__EXERCISE__: In the entries below, which lines run from the one containing "the event's text" to the one containing "Some(PROMPT_TASK_MAIL_TO_CALENDAR.to_string())"? Copy exactly those lines, ends included, and no others.

[Stored items]
::::::::

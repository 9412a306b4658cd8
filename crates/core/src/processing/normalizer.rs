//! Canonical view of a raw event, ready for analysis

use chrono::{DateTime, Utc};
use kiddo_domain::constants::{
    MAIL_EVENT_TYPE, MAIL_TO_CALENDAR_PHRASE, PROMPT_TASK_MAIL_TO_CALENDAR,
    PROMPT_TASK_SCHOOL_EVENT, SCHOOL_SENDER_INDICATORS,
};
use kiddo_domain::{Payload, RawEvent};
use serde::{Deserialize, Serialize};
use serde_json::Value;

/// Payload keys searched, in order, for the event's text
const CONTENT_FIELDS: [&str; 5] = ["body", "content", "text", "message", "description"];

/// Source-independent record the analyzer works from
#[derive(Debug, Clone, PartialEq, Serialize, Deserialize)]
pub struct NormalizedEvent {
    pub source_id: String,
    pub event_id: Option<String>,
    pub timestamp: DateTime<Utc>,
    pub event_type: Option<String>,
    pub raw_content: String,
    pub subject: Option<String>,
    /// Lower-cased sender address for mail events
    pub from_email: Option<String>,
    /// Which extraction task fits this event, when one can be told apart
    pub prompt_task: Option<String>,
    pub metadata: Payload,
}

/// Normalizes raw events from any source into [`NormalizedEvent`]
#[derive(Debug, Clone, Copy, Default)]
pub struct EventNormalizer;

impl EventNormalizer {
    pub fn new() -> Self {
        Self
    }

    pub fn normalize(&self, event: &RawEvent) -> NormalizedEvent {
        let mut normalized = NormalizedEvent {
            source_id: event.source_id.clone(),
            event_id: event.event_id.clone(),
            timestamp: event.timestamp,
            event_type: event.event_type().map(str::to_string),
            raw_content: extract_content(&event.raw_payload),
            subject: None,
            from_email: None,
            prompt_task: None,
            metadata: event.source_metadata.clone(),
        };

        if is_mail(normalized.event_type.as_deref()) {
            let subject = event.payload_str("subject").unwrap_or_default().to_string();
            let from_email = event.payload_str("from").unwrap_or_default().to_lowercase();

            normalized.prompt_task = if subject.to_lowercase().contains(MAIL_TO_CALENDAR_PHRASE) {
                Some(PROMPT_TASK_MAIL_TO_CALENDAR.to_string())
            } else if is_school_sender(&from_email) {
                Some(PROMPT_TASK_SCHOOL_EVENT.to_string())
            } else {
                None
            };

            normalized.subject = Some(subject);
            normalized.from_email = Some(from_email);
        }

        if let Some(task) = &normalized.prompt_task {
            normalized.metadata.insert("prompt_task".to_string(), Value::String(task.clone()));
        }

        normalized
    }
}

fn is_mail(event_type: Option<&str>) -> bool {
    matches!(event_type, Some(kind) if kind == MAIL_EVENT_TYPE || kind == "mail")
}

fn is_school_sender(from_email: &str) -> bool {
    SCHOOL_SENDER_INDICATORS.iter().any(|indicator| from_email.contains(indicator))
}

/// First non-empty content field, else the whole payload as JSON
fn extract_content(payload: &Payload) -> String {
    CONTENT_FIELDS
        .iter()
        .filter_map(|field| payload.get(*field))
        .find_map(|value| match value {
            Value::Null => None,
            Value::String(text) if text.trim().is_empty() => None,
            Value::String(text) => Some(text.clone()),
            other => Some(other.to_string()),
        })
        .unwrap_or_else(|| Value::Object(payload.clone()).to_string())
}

::::::::

__RESPONSE TO THIS TASK__:
/// Payload keys searched, in order, for the event's text
const CONTENT_FIELDS: [&str; 5] = ["body", "content", "text", "message", "description"];

/// Source-independent record the analyzer works from
#[derive(Debug, Clone, PartialEq, Serialize, Deserialize)]
pub struct NormalizedEvent {
    pub source_id: String,
    pub event_id: Option<String>,
    pub timestamp: DateTime<Utc>,
    pub event_type: Option<String>,
    pub raw_content: String,
    pub subject: Option<String>,
    /// Lower-cased sender address for mail events
    pub from_email: Option<String>,
    /// Which extraction task fits this event, when one can be told apart
    pub prompt_task: Option<String>,
    pub metadata: Payload,
}

/// Normalizes raw events from any source into [`NormalizedEvent`]
#[derive(Debug, Clone, Copy, Default)]
pub struct EventNormalizer;

impl EventNormalizer {
    pub fn new() -> Self {
        Self
    }

    pub fn normalize(&self, event: &RawEvent) -> NormalizedEvent {
        let mut normalized = NormalizedEvent {
            source_id: event.source_id.clone(),
            event_id: event.event_id.clone(),
            timestamp: event.timestamp,
            event_type: event.event_type().map(str::to_string),
            raw_content: extract_content(&event.raw_payload),
            subject: None,
            from_email: None,
            prompt_task: None,
            metadata: event.source_metadata.clone(),
        };

        if is_mail(normalized.event_type.as_deref()) {
            let subject = event.payload_str("subject").unwrap_or_default().to_string();
            let from_email = event.payload_str("from").unwrap_or_default().to_lowercase();

            normalized.prompt_task = if subject.to_lowercase().contains(MAIL_TO_CALENDAR_PHRASE) {
                Some(PROMPT_TASK_MAIL_TO_CALENDAR.to_string())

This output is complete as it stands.